Within a topographic map there can sometimes be finer levels of spatial structure. In the primary visual cortex, for example, where the main organization is retinotopic and the main responses are to moving edges, cells that respond to different edge-orientations are spatially segregated from one another.

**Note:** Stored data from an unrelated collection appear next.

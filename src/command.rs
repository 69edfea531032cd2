// Copyright Valkey GLIDE Project Contributors - SPDX Identifier: Apache-2.0

use crate::resp;

/// A single command under construction: the command name followed by its
/// arguments, each held as a byte string.
///
/// ```rust
/// use batch_core::command::cmd;
///
/// let mut set = cmd("SET");
/// set.arg("key").arg(42);
/// assert_eq!(set.get_packed_command(), b"*3\r\n$3\r\nSET\r\n$3\r\nkey\r\n$2\r\n42\r\n");
/// ```
#[derive(Debug, Clone, Default, PartialEq, Eq)]
pub struct Cmd {
    args: Vec<Vec<u8>>,
}

/// Shortcut to create a command with its name as the first argument.
pub fn cmd(name: &str) -> Cmd {
    let mut cmd = Cmd::new();
    cmd.arg(name);
    cmd
}

impl Cmd {
    pub fn new() -> Cmd {
        Cmd { args: Vec::new() }
    }

    /// Appends an argument. Returns `&mut self` so calls can be chained.
    pub fn arg<T: ToArg>(&mut self, arg: T) -> &mut Cmd {
        self.args.push(arg.to_arg());
        self
    }

    /// The uppercased command name, used for response callback dispatch and
    /// pipeline error annotation. Empty for an empty command.
    pub fn name(&self) -> String {
        self.args
            .first()
            .map(|name| String::from_utf8_lossy(name).to_ascii_uppercase())
            .unwrap_or_default()
    }

    pub fn is_empty(&self) -> bool {
        self.args.is_empty()
    }

    /// Encodes the command into a standalone RESP buffer.
    pub fn get_packed_command(&self) -> Vec<u8> {
        resp::pack_command(&self.args)
    }

    pub(crate) fn write_packed_command(&self, out: &mut Vec<u8>) {
        resp::write_command(out, &self.args);
    }

    pub(crate) fn packed_len(&self) -> usize {
        resp::command_len(&self.args)
    }
}

/// Encodes a batch of commands wrapped in `MULTI`/`EXEC` as one contiguous
/// buffer, so the whole transaction goes out in a single write.
pub(crate) fn pack_transaction<'a>(commands: impl Iterator<Item = &'a Cmd> + Clone) -> Vec<u8> {
    let multi = cmd("MULTI");
    let exec = cmd("EXEC");
    let len: usize = commands.clone().map(Cmd::packed_len).sum::<usize>()
        + multi.packed_len()
        + exec.packed_len();

    let mut out = Vec::with_capacity(len);
    multi.write_packed_command(&mut out);
    for command in commands {
        command.write_packed_command(&mut out);
    }
    exec.write_packed_command(&mut out);
    out
}

/// Conversion of command arguments into their wire byte form.
pub trait ToArg {
    fn to_arg(&self) -> Vec<u8>;
}

impl ToArg for &str {
    fn to_arg(&self) -> Vec<u8> {
        self.as_bytes().to_vec()
    }
}

impl ToArg for String {
    fn to_arg(&self) -> Vec<u8> {
        self.as_bytes().to_vec()
    }
}

impl ToArg for &String {
    fn to_arg(&self) -> Vec<u8> {
        self.as_bytes().to_vec()
    }
}

impl ToArg for &[u8] {
    fn to_arg(&self) -> Vec<u8> {
        self.to_vec()
    }
}

impl ToArg for Vec<u8> {
    fn to_arg(&self) -> Vec<u8> {
        self.clone()
    }
}

macro_rules! itoa_to_arg {
    ($($t:ty),*) => {
        $(impl ToArg for $t {
            fn to_arg(&self) -> Vec<u8> {
                self.to_string().into_bytes()
            }
        })*
    };
}

itoa_to_arg!(i32, i64, u32, u64, usize, f64);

==For humans and other primates==

- Areas 3, 1 and 2 – Primary somatosensory cortex in the postcentral gyrus (frequently referred to as Areas 3, 1, 2 by convention)
- Area 4– Primary motor cortex
- Area 5 – Superior parietal lobule
- Area 6 – Premotor cortex and supplementary motor cortex (secondary motor cortex) (supplementary motor area)
- Area 7 – Visuo-motor coordination
- Area 8 – Includes frontal eye fields
- Area 9 – Dorsolateral prefrontal cortex
- Area 10 – Anterior prefrontal cortex (most rostral part of superior and middle frontal gyri)
- Area 11 – Orbitofrontal area (orbital and rectus gyri, plus part of the rostral part of the superior frontal gyrus)
- Area 12 – Orbitofrontal area (used to be part of BA11, refers to the area between the superior frontal gyrus and the inferior rostral sulcus)
- Area 13 and Area 14^{*} – Insular cortex
- Area 15^{*} – Anterior temporal lobe
- Area 16 – Insular cortex
- Area 17 – Primary visual cortex (V1)
- Area 18 – Secondary visual cortex (V2)
- Area 19 – Associative visual cortex (V3, V4, V5)
- Area 20 – Inferior temporal gyrus
- Area 21 – Middle temporal gyrus
- Area 22 – Part of the superior temporal gyrus, included in Wernicke's area
- Area 23 – Ventral posterior cingulate cortex
- Area 24 – Ventral anterior cingulate cortex.
- Area 25 – Subgenual area (part of the ventromedial prefrontal cortex)
- Area 26 – Ectosplenial portion of the retrosplenial region of the cerebral cortex
- Area 27 – Presubiculum
- Area 28 – Ventral entorhinal cortex
- Area 29 – Retrosplenial cortex
- Area 30 – Subdivision of retrosplenial cortex
- Area 31 – Dorsal posterior cingulate cortex
- Area 32 – Dorsal anterior cingulate cortex
- Area 33 – Part of anterior cingulate cortex
- Area 34 – Dorsal entorhinal cortex (on the parahippocampal gyrus)
- Area 35 – Part of the perirhinal cortex (in the rhinal sulcus)
- Area 36 – Part of the perirhinal cortex (in the rhinal sulcus)
- Area 37 – Fusiform gyrus
- Area 38 – Temporopolar area (most rostral part of the superior and middle temporal gyri)
- Area 39 – Angular gyrus, considered by some to be part of Wernicke's area
- Area 40 – Supramarginal gyrus considered by some to be part of Wernicke's area
- Areas 41 and 42 – Auditory cortex
- Area 43 – Primary gustatory cortex
- Areas 44 and 45 – Broca's area, includes the opercular part and triangular part of the inferior frontal gyrus
- Area 46 – Dorsolateral prefrontal cortex
- Area 47 – Orbital part of inferior frontal gyrus
- Area 48 – Retrosubicular area (a small part of the medial surface of the temporal lobe)
- Area 49 – Parasubicular area in a rodent
- Area 52 – Parainsular area (at the junction of the temporal lobe and the insula)
(*) Area only found in non-human primates.

Some of the original Brodmann areas have been subdivided further, e.g., "23a" and "23b".

===Clickable map: lateral surface===
Note: the lateral view, or side view, of the brain is denoted the 'lateral surface

===Clickable map: medial surface===
Note: the view of the section between the right and left hemispheres of the brain is denoted the 'medial surface

==Criticism==
When von Bonin and Bailey constructed a brain map for the macaque monkey, they found the description of Brodmann inadequate and wrote: "Brodmann (1907), it is true, prepared a map of the human brain which has been widely reproduced, but, unfortunately, the data on which it was based was never published" They instead used the cytoarchitectonic scheme of Constantin von Economo and Georg N. Koskinas published in 1925 which, they say, had the "only acceptable detailed description of the human cortex".